昔偶然耳にしたことなんだけど、いつも僕の言葉にニコニコしながら頷いていた同級生が「七瀬に逆らうと、どんなことされるか分からない」と陰で言っていて驚いたよ。
過保護な母と七瀬財閥の財力を考えれば、僕が母に同級生にいじめられたと泣きつけば、きっとその家族に社会的な死を与えてくれるだろう。でも僕はそんなこと考えもしなかった。
フィクション作品の影響も手助けし、“金持ちは気に入らなかったらあの手この手でその人を潰す”と思われたんだろう。だから誰もが僕に嫌な顔見せずに、作り笑いで寄ってくる。
そんなのにうんざりしていたところに、白浪さんのアレだ。
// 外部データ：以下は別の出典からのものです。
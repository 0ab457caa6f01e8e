//! The immutable blocklist snapshot swapped in under [`crate::service::BlocklistService`].
//!
//! Grounded on the domain/URL blocklist shape used for subdomain-suffix
//! matching: a blocked domain blocks every subdomain under it, so lookups
//! walk the label chain rather than doing an exact set membership check.

use std::collections::BTreeSet;

#[derive(Debug, Clone, Default)]
pub struct BlocklistSnapshot {
    pub emails: BTreeSet<String>,
    pub domains: BTreeSet<String>,
}

impl BlocklistSnapshot {
    pub fn contains_email(&self, email: &str) -> bool {
        self.emails.contains(email)
    }

    /// A domain is blocked if it, or any parent domain of it, is in the
    /// blocklist: blocking `example.com` also blocks `mail.example.com`.
    pub fn contains_domain(&self, domain: &str) -> bool {
        for suffix in suffixes(domain) {
            if self.domains.contains(suffix) {
                return true;
            }
        }
        false
    }

    pub fn problematic_domains(&self, threshold: usize) -> BTreeSet<String> {
        let mut counts: std::collections::BTreeMap<&str, usize> = std::collections::BTreeMap::new();
        for email in &self.emails {
            if let Some((_, domain)) = email.split_once('@') {
                *counts.entry(domain).or_insert(0) += 1;
            }
        }
        counts
            .into_iter()
            .filter(|(_, count)| *count >= threshold)
            .map(|(domain, _)| domain.to_string())
            .collect()
    }
}

/// Yield `domain`, then each parent suffix obtained by dropping the
/// left-most label: `a.b.example.com` -> `a.b.example.com`, `b.example.com`,
/// `example.com`, `com`.
fn suffixes(domain: &str) -> impl Iterator<Item = &str> {
    let mut rest = Some(domain);
    std::iter::from_fn(move || {
        let current = rest?;
        rest = current.split_once('.').map(|(_, tail)| tail);
        Some(current)
    })
}

#[cfg(test)]
mod tests {
    use super::*;

    fn snapshot(domains: &[&str]) -> BlocklistSnapshot {
        BlocklistSnapshot {
            emails: BTreeSet::new(),
            domains: domains.iter().map(|s| s.to_string()).collect(),
        }
    }

    #[test]
    fn exact_domain_match() {
        let s = snapshot(&["example.com"]);
        assert!(s.contains_domain("example.com"));
    }

    #[test]
    fn subdomain_matches_parent_block() {
        let s = snapshot(&["example.com"]);
        assert!(s.contains_domain("mail.example.com"));
    }

    #[test]
    fn unrelated_domain_does_not_match() {
        let s = snapshot(&["example.com"]);
        assert!(!s.contains_domain("example.org"));
    }

    #[test]
    fn problematic_domains_at_threshold() {
        let mut s = BlocklistSnapshot::default();
        for i in 0..6 {
            s.emails.insert(format!("user{i}@gmail.com"));
        }
        s.emails.insert("user@yahoo.com".to_string());
        let problematic = s.problematic_domains(5);
        assert!(problematic.contains("gmail.com"));
        assert!(!problematic.contains("yahoo.com"));
    }
}
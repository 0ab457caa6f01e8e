#![deny(unsafe_code)]

pub mod error;
pub mod history;
pub mod import;
pub mod service;
pub mod snapshot;
pub mod store;

pub use crate::error::{BlocklistError, Result};
pub use crate::import::ImportPolicy;
pub use crate::service::{BlocklistService, BlocklistStats};
pub use crate::snapshot::BlocklistSnapshot;
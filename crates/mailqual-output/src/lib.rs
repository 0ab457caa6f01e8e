#![deny(unsafe_code)]

pub mod error;
pub mod metadata_sidecar;
pub mod summary;
pub mod writer;

pub use crate::error::{OutputError, Result};
pub use crate::summary::RunSummary;
pub use crate::writer::{AtomicFileWriter, sweep_temporaries};
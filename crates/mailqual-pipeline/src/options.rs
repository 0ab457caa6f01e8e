//! `process_batch` options, per §4.F's `process(files, options) -> BatchResult`
//! contract.

#[derive(Debug, Clone, Copy, PartialEq, Eq)]
pub enum DeduplicateMode {
    None,
    WithinBatch,
    AgainstCache,
}

#[derive(Debug, Clone)]
pub struct ProcessOptions {
    pub deduplicate: DeduplicateMode,
    pub enrich_from_metadata_store: bool,
    pub write_outputs: bool,
    pub skip_if_cached: bool,
    /// Worker pool size; defaults to CPU count (§5).
    pub worker_count: usize,
    /// Reader pool size; defaults to 2 (§5).
    pub reader_count: usize,
    /// Bounded record-channel depth; defaults to 10,000 (§5).
    pub channel_depth: usize,
    /// Flush per-category buffers to the writer after this many records.
    pub flush_threshold: usize,
}

impl Default for ProcessOptions {
    fn default() -> Self {
        Self {
            deduplicate: DeduplicateMode::WithinBatch,
            enrich_from_metadata_store: true,
            write_outputs: true,
            skip_if_cached: true,
            worker_count: num_cpus::get().max(1),
            reader_count: 2,
            channel_depth: 10_000,
            flush_threshold: 1_000,
        }
    }
}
いい意味でカルチャーショックだったよ。まぁ、こうしてへこんでもいるけどね。
それでもファンの子達といるよりは、白浪さんといた方が気楽でいられると思う。
正直、ファンの子達は本当に僕の作品を面白いと思ってくれているのか、甚だ疑問だった。この子達は僕自身ではなく、僕の地位と顔に寄ってきているのではないか、と何度も考えた。
だけど白浪さんは、僕にはっきりとものを言ってくれた。彼女が友達なら、過剰に気を遣われずに、人並みの青春を過ごせる気がする。
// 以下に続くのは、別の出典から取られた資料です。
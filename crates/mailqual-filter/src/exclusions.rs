//! Hard exclusions (§4.G): checked before scoring; any hit classifies the
//! address EXCLUDED and is recorded as a reason. All matching categories are
//! collected, not just the first.

use mailqual_model::{Address, FilterConfig};
use regex::Regex;

/// Returns the exclusion reasons that fired for `address`, empty if none.
pub fn check(address: &Address, config: &FilterConfig, suspicious: &[Regex]) -> Vec<String> {
    let mut reasons = Vec::new();
    let local = address.local_part().to_ascii_lowercase();
    let domain = address.domain().to_ascii_lowercase();
    let tld = address.tld().to_ascii_lowercase();
    let full = address.as_str();

    if config
        .service_prefixes
        .iter()
        .any(|p| local.starts_with(p.to_ascii_lowercase().as_str()))
    {
        reasons.push(format!("service_prefix:{local}"));
    }
    for (category, entry) in &config.exclusions {
        if entry
            .email_prefixes
            .iter()
            .any(|p| local.starts_with(p.to_ascii_lowercase().as_str()))
        {
            reasons.push(format!("{category}_prefix:{local}"));
        }
    }

    if config.personal_domains.iter().any(|d| d.eq_ignore_ascii_case(&domain)) {
        reasons.push(format!("personal_domain:{domain}"));
    }

    if config.excluded_country_domains.iter().any(|t| t.eq_ignore_ascii_case(&tld)) {
        reasons.push(format!("excluded_country_domain:{tld}"));
    }

    for (category, entry) in &config.exclusions {
        for pattern in &entry.domain_patterns {
            if domain.contains(&pattern.to_ascii_lowercase()) {
                reasons.push(format!("{category}_domain_pattern:{pattern}"));
            }
        }
    }

    for (pattern, compiled) in config.suspicious_regexes.iter().zip(suspicious) {
        if is_full_match(compiled, full) {
            reasons.push(format!("suspicious_regex:{pattern}"));
        }
    }

    reasons
}

fn is_full_match(regex: &Regex, haystack: &str) -> bool {
    regex
        .find(haystack)
        .is_some_and(|m| m.start() == 0 && m.end() == haystack.len())
}

#[cfg(test)]
mod tests {
    use super::*;
    use mailqual_model::filter_config::ExclusionCategory;
    use std::collections::{BTreeMap, BTreeSet};

    fn config_with(
        service_prefixes: &[&str],
        personal_domains: &[&str],
        excluded_country_domains: &[&str],
        category_patterns: &[&str],
    ) -> FilterConfig {
        let mut exclusions = BTreeMap::new();
        exclusions.insert(
            "medical".to_string(),
            ExclusionCategory {
                domain_patterns: category_patterns.iter().map(|s| s.to_string()).collect(),
                email_prefixes: BTreeSet::new(),
                keywords: BTreeSet::new(),
            },
        );
        FilterConfig {
            name: "t".into(),
            version: "1".into(),
            target_country: None,
            target_industry: None,
            language_codes: Vec::new(),
            weights: mailqual_model::filter_config::Weights {
                email_quality: 0.25,
                company_relevance: 0.25,
                geographic_priority: 0.25,
                engagement: 0.25,
            },
            thresholds: mailqual_model::filter_config::Thresholds { high: 80, medium: 50, low: 20 },
            industry_keywords: Default::default(),
            geographic_priorities: Default::default(),
            exclusions,
            personal_domains: personal_domains.iter().map(|s| s.to_string()).collect(),
            service_prefixes: service_prefixes.iter().map(|s| s.to_string()).collect(),
            excluded_country_domains: excluded_country_domains.iter().map(|s| s.to_string()).collect(),
            suspicious_regexes: Vec::new(),
            role_prefixes: BTreeSet::new(),
            bonus_multipliers: Vec::new(),
            bonus_cap: 3.0,
        }
    }

    #[test]
    fn service_prefix_excludes() {
        let config = config_with(&["noreply"], &[], &[], &[]);
        let address = Address::parse("noreply@example.com").unwrap();
        let reasons = check(&address, &config, &[]);
        assert!(reasons.iter().any(|r| r.starts_with("service_prefix:")));
    }

    #[test]
    fn service_prefix_matches_as_prefix_not_exact() {
        let config = config_with(&["admin"], &[], &[], &[]);
        let address = Address::parse("admin123@example.com").unwrap();
        let reasons = check(&address, &config, &[]);
        assert!(reasons.iter().any(|r| r.starts_with("service_prefix:")));
    }

    #[test]
    fn personal_domain_excludes() {
        let config = config_with(&[], &["gmail.com"], &[], &[]);
        let address = Address::parse("alice@gmail.com").unwrap();
        let reasons = check(&address, &config, &[]);
        assert!(reasons.iter().any(|r| r.starts_with("personal_domain:")));
    }

    #[test]
    fn domain_pattern_substring_excludes() {
        let config = config_with(&[], &[], &[], &["hospital"]);
        let address = Address::parse("a@cityhospital.org").unwrap();
        let reasons = check(&address, &config, &[]);
        assert!(reasons.iter().any(|r| r.starts_with("medical_domain_pattern:")));
    }

    #[test]
    fn clean_address_has_no_reasons() {
        let config = config_with(&["noreply"], &["gmail.com"], &["ru"], &["hospital"]);
        let address = Address::parse("alice@acme.io").unwrap();
        assert!(check(&address, &config, &[]).is_empty());
    }
}
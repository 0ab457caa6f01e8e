//! [`MetadataStore`]: the component described in §4.C.
//!
//! Backed by `rusqlite` for durability, fronted by a `dashmap` read cache so
//! repeated `get`/`bulk_get` calls within a run don't round-trip through
//! SQLite for addresses that haven't changed.

use std::collections::BTreeMap;
use std::path::Path;
use std::sync::Mutex;

use chrono::{DateTime, Utc};
use dashmap::DashMap;
use mailqual_model::{Address, Metadata};
use rusqlite::{Connection, OptionalExtension, params};
use serde::Serialize;

use crate::error::Result;
use crate::provenance::{ProvenanceEntry, ProvenanceMap, should_overwrite};

/// Identifies the file a `put` call's values were observed in, for the
/// no-op-on-identical-hash-reimport rule and for per-field provenance.
#[derive(Debug, Clone)]
pub struct PutSource {
    pub source_file_id: String,
    pub content_hash: String,
    pub observed_at: DateTime<Utc>,
}

#[derive(Debug, Clone, Default, Serialize)]
pub struct MetadataStats {
    pub total_addresses: usize,
    pub by_country: BTreeMap<String, usize>,
    pub by_category: BTreeMap<String, usize>,
}

#[derive(Debug, Clone, Default)]
pub struct SearchFilter {
    pub company: Option<String>,
    pub country: Option<String>,
    pub category: Option<String>,
    pub domain: Option<String>,
}

struct StoredRow {
    metadata: Metadata,
    provenance: ProvenanceMap,
}

pub struct MetadataStore {
    conn: Mutex<Connection>,
    cache: DashMap<String, (Metadata, ProvenanceMap)>,
}

impl MetadataStore {
    pub fn init(dir: &Path) -> Result<Self> {
        std::fs::create_dir_all(dir).ok();
        let conn = Connection::open(dir.join("metadata.sqlite3"))?;
        Self::from_conn(conn)
    }

    pub fn in_memory() -> Result<Self> {
        Self::from_conn(Connection::open_in_memory()?)
    }

    fn from_conn(conn: Connection) -> Result<Self> {
        conn.execute_batch(
            "CREATE TABLE IF NOT EXISTS metadata (
                address TEXT PRIMARY KEY,
                metadata_json TEXT NOT NULL,
                provenance_json TEXT NOT NULL
            );
            CREATE TABLE IF NOT EXISTS imported_files (
                source_file_id TEXT PRIMARY KEY,
                content_hash TEXT NOT NULL
            );",
        )?;
        Ok(Self {
            conn: Mutex::new(conn),
            cache: DashMap::new(),
        })
    }

    /// Merge `metadata` into the stored row for `address`, per §4.C's
    /// field-by-field recency policy. Returns `false` without writing
    /// anything if `source.content_hash` matches what's already on record
    /// for `source.source_file_id` (re-importing an identical file is a
    /// no-op).
    pub fn put(&self, address: &Address, metadata: &Metadata, source: &PutSource) -> Result<bool> {
        let conn = self.conn.lock().expect("metadata store lock poisoned");

        let existing_hash: Option<String> = conn
            .query_row(
                "SELECT content_hash FROM imported_files WHERE source_file_id = ?1",
                params![source.source_file_id],
                |r| r.get(0),
            )
            .optional()?;
        if existing_hash.as_deref() == Some(source.content_hash.as_str()) {
            return Ok(false);
        }
        conn.execute(
            "INSERT OR REPLACE INTO imported_files (source_file_id, content_hash) VALUES (?1, ?2)",
            params![source.source_file_id, source.content_hash],
        )?;

        let key = address.as_str().to_string();
        let mut row = self.load_row(&conn, &key)?.unwrap_or_default();
        merge_metadata(&mut row.metadata, &mut row.provenance, metadata, source);

        let metadata_json = serde_json::to_string(&row.metadata).expect("Metadata serializes");
        let provenance_json =
            serde_json::to_string(&row.provenance).expect("provenance map serializes");
        conn.execute(
            "INSERT OR REPLACE INTO metadata (address, metadata_json, provenance_json) VALUES (?1, ?2, ?3)",
            params![key, metadata_json, provenance_json],
        )?;

        self.cache
            .insert(key, (row.metadata.clone(), row.provenance.clone()));
        Ok(true)
    }

    pub fn get(&self, address: &Address) -> Result<Option<Metadata>> {
        let key = address.as_str().to_string();
        if let Some(entry) = self.cache.get(&key) {
            return Ok(Some(entry.0.clone()));
        }
        let conn = self.conn.lock().expect("metadata store lock poisoned");
        let Some(row) = self.load_row(&conn, &key)? else {
            return Ok(None);
        };
        self.cache
            .insert(key, (row.metadata.clone(), row.provenance.clone()));
        Ok(Some(row.metadata))
    }

    pub fn bulk_get(&self, addresses: &[Address]) -> Result<BTreeMap<Address, Metadata>> {
        let mut out = BTreeMap::new();
        for address in addresses {
            if let Some(metadata) = self.get(address)? {
                out.insert(address.clone(), metadata);
            }
        }
        Ok(out)
    }

    pub fn count(&self) -> Result<usize> {
        let conn = self.conn.lock().expect("metadata store lock poisoned");
        let count: i64 = conn.query_row("SELECT COUNT(*) FROM metadata", [], |r| r.get(0))?;
        Ok(count as usize)
    }

    pub fn stats(&self) -> Result<MetadataStats> {
        let conn = self.conn.lock().expect("metadata store lock poisoned");
        let mut stmt = conn.prepare("SELECT metadata_json FROM metadata")?;
        let mut stats = MetadataStats::default();
        let rows = stmt.query_map([], |r| r.get::<_, String>(0))?;
        for row in rows {
            let json = row?;
            let metadata: Metadata = serde_json::from_str(&json).unwrap_or_default();
            stats.total_addresses += 1;
            if let Some(country) = &metadata.country {
                *stats.by_country.entry(country.clone()).or_insert(0) += 1;
            }
            if let Some(category) = &metadata.category {
                *stats.by_category.entry(category.clone()).or_insert(0) += 1;
            }
        }
        Ok(stats)
    }

    pub fn search_by(&self, filter: &SearchFilter) -> Result<Vec<(Address, Metadata)>> {
        let conn = self.conn.lock().expect("metadata store lock poisoned");
        let mut stmt = conn.prepare("SELECT address, metadata_json FROM metadata")?;
        let rows = stmt.query_map([], |r| {
            Ok((r.get::<_, String>(0)?, r.get::<_, String>(1)?))
        })?;

        let mut out = Vec::new();
        for row in rows {
            let (address_str, metadata_json) = row?;
            let metadata: Metadata = serde_json::from_str(&metadata_json).unwrap_or_default();
            if !matches_filter(&address_str, &metadata, filter) {
                continue;
            }
            let Ok(address) = Address::parse(&address_str) else {
                continue;
            };
            out.push((address, metadata));
        }
        Ok(out)
    }

    fn load_row(&self, conn: &Connection, key: &str) -> Result<Option<StoredRow>> {
        let row: Option<(String, String)> = conn
            .query_row(
                "SELECT metadata_json, provenance_json FROM metadata WHERE address = ?1",
                params![key],
                |r| Ok((r.get(0)?, r.get(1)?)),
            )
            .optional()?;
        let Some((metadata_json, provenance_json)) = row else {
            return Ok(None);
        };
        Ok(Some(StoredRow {
            metadata: serde_json::from_str(&metadata_json).unwrap_or_default(),
            provenance: serde_json::from_str(&provenance_json).unwrap_or_default(),
        }))
    }
}

impl Default for StoredRow {
    fn default() -> Self {
        Self {
            metadata: Metadata::default(),
            provenance: ProvenanceMap::default(),
        }
    }
}

fn matches_filter(address: &str, metadata: &Metadata, filter: &SearchFilter) -> bool {
    if let Some(company) = &filter.company {
        if metadata.company_name.as_deref() != Some(company.as_str()) {
            return false;
        }
    }
    if let Some(country) = &filter.country {
        if metadata.country.as_deref() != Some(country.as_str()) {
            return false;
        }
    }
    if let Some(category) = &filter.category {
        if metadata.category.as_deref() != Some(category.as_str()) {
            return false;
        }
    }
    if let Some(domain) = &filter.domain {
        if !address.ends_with(domain.as_str()) {
            return false;
        }
    }
    true
}

/// Field-by-field merge per §4.C: a new non-empty value overwrites an old
/// non-empty value only when it is strictly newer; unknown (`extras`)
/// fields merge the same way, keyed by name.
fn merge_metadata(
    existing: &mut Metadata,
    provenance: &mut ProvenanceMap,
    incoming: &Metadata,
    source: &PutSource,
) {
    macro_rules! merge_field {
        ($field:ident, $name:literal) => {
            if let Some(value) = &incoming.$field {
                let entry = ProvenanceEntry {
                    source_file_id: source.source_file_id.clone(),
                    observed_at: source.observed_at,
                };
                if should_overwrite(provenance.get($name), &entry) {
                    existing.$field = Some(value.clone());
                    provenance.insert($name.to_string(), entry);
                }
            }
        };
    }
    merge_field!(source_url, "source_url");
    merge_field!(page_title, "page_title");
    merge_field!(company_name, "company_name");
    merge_field!(phone, "phone");
    merge_field!(country, "country");
    merge_field!(city, "city");
    merge_field!(address_line, "address_line");
    merge_field!(meta_description, "meta_description");
    merge_field!(meta_keywords, "meta_keywords");
    merge_field!(category, "category");
    merge_field!(validation_status, "validation_status");
    merge_field!(validation_log, "validation_log");
    merge_field!(validation_date, "validation_date");

    for (key, value) in &incoming.extras {
        let field_key = format!("extras.{key}");
        let entry = ProvenanceEntry {
            source_file_id: source.source_file_id.clone(),
            observed_at: source.observed_at,
        };
        if should_overwrite(provenance.get(&field_key), &entry) {
            existing.extras.insert(key.clone(), value.clone());
            provenance.insert(field_key, entry);
        }
    }
}

#[cfg(test)]
mod tests {
    use super::*;

    fn source(id: &str, hash: &str, secs: i64) -> PutSource {
        PutSource {
            source_file_id: id.to_string(),
            content_hash: hash.to_string(),
            observed_at: DateTime::from_timestamp(secs, 0).unwrap(),
        }
    }

    #[test]
    fn put_then_get_round_trips() {
        let store = MetadataStore::in_memory().unwrap();
        let address = Address::parse("lee@acme.io").unwrap();
        let mut metadata = Metadata::default();
        metadata.company_name = Some("ACME Ltd".to_string());
        store.put(&address, &metadata, &source("f1", "h1", 1)).unwrap();

        let fetched = store.get(&address).unwrap().unwrap();
        assert_eq!(fetched.company_name.as_deref(), Some("ACME Ltd"));
    }

    #[test]
    fn reimporting_identical_hash_is_noop() {
        let store = MetadataStore::in_memory().unwrap();
        let address = Address::parse("lee@acme.io").unwrap();
        let mut metadata = Metadata::default();
        metadata.company_name = Some("ACME Ltd".to_string());
        let src = source("f1", "h1", 1);
        assert!(store.put(&address, &metadata, &src).unwrap());
        assert!(!store.put(&address, &metadata, &src).unwrap());
    }

    #[test]
    fn newer_write_overwrites_older_field() {
        let store = MetadataStore::in_memory().unwrap();
        let address = Address::parse("lee@acme.io").unwrap();
        let mut older = Metadata::default();
        older.country = Some("Italy".to_string());
        store.put(&address, &older, &source("f1", "h1", 1)).unwrap();

        let mut newer = Metadata::default();
        newer.country = Some("France".to_string());
        store.put(&address, &newer, &source("f2", "h2", 2)).unwrap();

        let fetched = store.get(&address).unwrap().unwrap();
        assert_eq!(fetched.country.as_deref(), Some("France"));
    }

    #[test]
    fn older_write_does_not_overwrite_newer_field() {
        let store = MetadataStore::in_memory().unwrap();
        let address = Address::parse("lee@acme.io").unwrap();
        let mut newer = Metadata::default();
        newer.country = Some("France".to_string());
        store.put(&address, &newer, &source("f2", "h2", 5)).unwrap();

        let mut older = Metadata::default();
        older.country = Some("Italy".to_string());
        store.put(&address, &older, &source("f1", "h1", 1)).unwrap();

        let fetched = store.get(&address).unwrap().unwrap();
        assert_eq!(fetched.country.as_deref(), Some("France"));
    }

    #[test]
    fn cross_format_enrichment_carries_over() {
        let store = MetadataStore::in_memory().unwrap();
        let address = Address::parse("lee@acme.io").unwrap();
        let mut structured = Metadata::default();
        structured.company_name = Some("ACME Ltd".to_string());
        structured.country = Some("Italy".to_string());
        store
            .put(&address, &structured, &source("structured.xml", "h1", 1))
            .unwrap();

        // A later plain-text record with no metadata should not erase what
        // the structured import already established.
        let empty = Metadata::default();
        store
            .put(&address, &empty, &source("plain.txt", "h2", 2))
            .unwrap();

        let fetched = store.get(&address).unwrap().unwrap();
        assert_eq!(fetched.company_name.as_deref(), Some("ACME Ltd"));
        assert_eq!(fetched.country.as_deref(), Some("Italy"));
    }
}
まぁ、こっぴどく言われてから挨拶をする程度なのだけれども。
僕が素直になって話をして謝れば、彼女は友達になってくれる気がする。あのあと言いすぎたと謝ってくれた白浪さんなら、笑って許してくれると確信めいたものがあるんだ。それでも話しかけられないでいるのは、自分でもよく分からないんだろうけど、プライドなのかもしれない。